We’re introduced to the world of Brazilian politics and industrial relations, conglomerate in the middle of a recession, and in a working environment where employees are suspicious of being exploited by employers, and employers can’t make an income because of Byzantine laws and checks which can only be passed by crossing many palms with silver. It’s half a world away, and nothing like our own dear public services.
In walks Semler Jnr, with his USA M.B.A. degree and lofty ideals, and inherits his father’s industrial conglomerate.
A lesser man would have bowed to the pressure to conform: so set rules and performance manage, to centralise and strip out costs, to look for loopholes in the law and pay off government officials. Remember this is no Silicon Valley dream of 100 motivated employees – even when Semler Jnr inherited there were thousands of employees with history.

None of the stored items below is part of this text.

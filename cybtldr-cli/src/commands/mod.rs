//! Command implementations.
//!
//! Each subcommand is implemented in its own module for clean separation.

pub(crate) mod bootload;
pub(crate) mod completions;
pub(crate) mod info;
//! Configuration file support for cybtldr.
//!
//! Configuration is loaded from multiple sources with the following priority (highest first):
//! 1. Command-line arguments
//! 2. Environment variables (CYBTLDR_*)
//! 3. Local config file (./cybtldr.toml)
//! 4. Global config file (~/.config/cybtldr/config.toml)

use directories::ProjectDirs;
use log::{debug, info, warn};
use serde::{Deserialize, Serialize};
use std::fs;
use std::path::{Path, PathBuf};

/// Local configuration file name.
pub const LOCAL_CONFIG_FILE: &str = "cybtldr.toml";

/// USB device identification for port matching.
#[derive(Debug, Clone, Serialize, Deserialize, PartialEq, Eq)]
pub struct UsbDevice {
    /// USB Vendor ID.
    pub vid: u16,
    /// USB Product ID.
    pub pid: u16,
}

impl UsbDevice {
    /// Check if this device matches the given USB info.
    pub fn matches(&self, vid: u16, pid: u16) -> bool {
        self.vid == vid && self.pid == pid
    }
}

/// Serial link settings.
#[derive(Debug, Clone, Default, Serialize, Deserialize)]
pub struct PortConfig {
    /// Preferred serial port (e.g., "/dev/ttyACM0" or "COM3").
    pub serial: Option<String>,
    /// Baud rate.
    pub baud: Option<u32>,
    /// Largest packet written at once.
    pub max_transfer_size: Option<usize>,
    /// Per-poll read timeout in milliseconds.
    pub timeout_ms: Option<u64>,
    /// Additional USB bridges to treat as known.
    #[serde(default)]
    pub usb_device: Vec<UsbDevice>,
}

/// Response polling settings.
#[derive(Debug, Clone, Default, Serialize, Deserialize)]
pub struct TransferSection {
    /// Read polls per command.
    pub max_polls: Option<u32>,
    /// Sleep between incomplete polls in milliseconds.
    pub poll_interval_ms: Option<u64>,
    /// Wall-clock limit per command in milliseconds.
    pub deadline_ms: Option<u64>,
}

/// Bootload defaults.
#[derive(Debug, Clone, Default, Serialize, Deserialize)]
pub struct BootloadConfig {
    /// Security key as twelve hex digits.
    pub security_key: Option<String>,
    /// Application slot for `.cyacd` images on multi-application targets.
    pub app_id: Option<u8>,
}

/// Main configuration structure.
#[derive(Debug, Clone, Default, Serialize, Deserialize)]
pub struct Config {
    /// Serial link configuration.
    #[serde(default)]
    pub port: PortConfig,
    /// Transfer configuration.
    #[serde(default)]
    pub transfer: TransferSection,
    /// Bootload configuration.
    #[serde(default)]
    pub bootload: BootloadConfig,
}

impl Config {
    /// Load configuration from all available sources.
    pub fn load() -> Self {
        let mut config = Self::default();

        if let Some(global_path) = Self::global_config_path() {
            if let Some(global_config) = Self::load_from_file(&global_path) {
                debug!("Loaded global config from {}", global_path.display());
                config.merge(global_config);
            }
        }

        // Local config overrides global
        if let Some(local_config) = Self::load_from_file(Path::new(LOCAL_CONFIG_FILE)) {
            debug!("Loaded local config from {LOCAL_CONFIG_FILE}");
            config.merge(local_config);
        }

        config
    }

    /// Load configuration from a specific file path (--config flag).
    pub fn load_from_path(path: &Path) -> Self {
        if let Some(config) = Self::load_from_file(path) {
            debug!("Loaded config from {}", path.display());
            config
        } else {
            warn!(
                "Could not load config from {}, using defaults",
                path.display()
            );
            Self::default()
        }
    }

    fn load_from_file(path: &Path) -> Option<Self> {
        if !path.exists() {
            return None;
        }

        match fs::read_to_string(path) {
            Ok(content) => match toml::from_str(&content) {
                Ok(config) => Some(config),
                Err(e) => {
                    warn!("Failed to parse TOML config {}: {}", path.display(), e);
                    None
                },
            },
            Err(e) => {
                warn!("Failed to read config file {}: {}", path.display(), e);
                None
            },
        }
    }

    /// Get the global configuration directory.
    pub fn global_config_dir() -> Option<PathBuf> {
        ProjectDirs::from("", "", "cybtldr").map(|dirs| dirs.config_dir().to_path_buf())
    }

    /// Get the global configuration file path.
    pub fn global_config_path() -> Option<PathBuf> {
        Self::global_config_dir().map(|dir| dir.join("config.toml"))
    }

    /// Merge another config into this one; set values in `other` win.
    fn merge(&mut self, other: Self) {
        let Self {
            port,
            transfer,
            bootload,
        } = other;

        self.port.serial = port.serial.or(self.port.serial.take());
        self.port.baud = port.baud.or(self.port.baud);
        self.port.max_transfer_size = port.max_transfer_size.or(self.port.max_transfer_size);
        self.port.timeout_ms = port.timeout_ms.or(self.port.timeout_ms);
        for device in port.usb_device {
            if !self.port.usb_device.contains(&device) {
                self.port.usb_device.push(device);
            }
        }

        self.transfer.max_polls = transfer.max_polls.or(self.transfer.max_polls);
        self.transfer.poll_interval_ms = transfer
            .poll_interval_ms
            .or(self.transfer.poll_interval_ms);
        self.transfer.deadline_ms = transfer.deadline_ms.or(self.transfer.deadline_ms);

        self.bootload.security_key = bootload
            .security_key
            .or(self.bootload.security_key.take());
        self.bootload.app_id = bootload.app_id.or(self.bootload.app_id);
    }

    /// Save a USB bridge for future auto-detection.
    pub fn remember_usb_device(&mut self, vid: u16, pid: u16) -> anyhow::Result<()> {
        let device = UsbDevice { vid, pid };
        if self.port.usb_device.contains(&device) {
            return Ok(());
        }

        let path = if Path::new(LOCAL_CONFIG_FILE).exists() {
            PathBuf::from(LOCAL_CONFIG_FILE)
        } else if let Some(global_dir) = Self::global_config_dir() {
            fs::create_dir_all(&global_dir)?;
            global_dir.join("config.toml")
        } else {
            PathBuf::from(LOCAL_CONFIG_FILE)
        };

        // Keep whatever else the target file already holds.
        let mut stored = Self::load_from_file(&path).unwrap_or_default();
        stored.port.usb_device.push(device.clone());
        self.port.usb_device.push(device);

        let content = toml::to_string_pretty(&stored)?;
        fs::write(&path, content)?;
        info!("Saved USB device to {}", path.display());

        Ok(())
    }
}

Ricardo takes the road less travelled. He removes the executives that served his father, the old way of doing things. He teaches his workers little by little (“choose what colour you would like the wall of your workplace” then “decide for yourselves what changes you would like to make – I as managing director am only one vote on your governing council” then “the accounts are open for all to read, and we even give you lessons in understanding accounts” finally to “set your own wage rates and the wages of the executives at the top of the tree”). It took him years, but he now travels the world telling others of the economic miracle that grew out of such a harsh crucible.
Of course it is nothing like NHS. We don’t have Byzantine rules. We have innovative directors and executives, always looking for ways to improve staff relationships and do things better. We don’t have rules, only an empowering environment in which every person can excel. Healthcare is nothing like manufacturing, every patient needs a unique approach. We have nothing to learn from this book.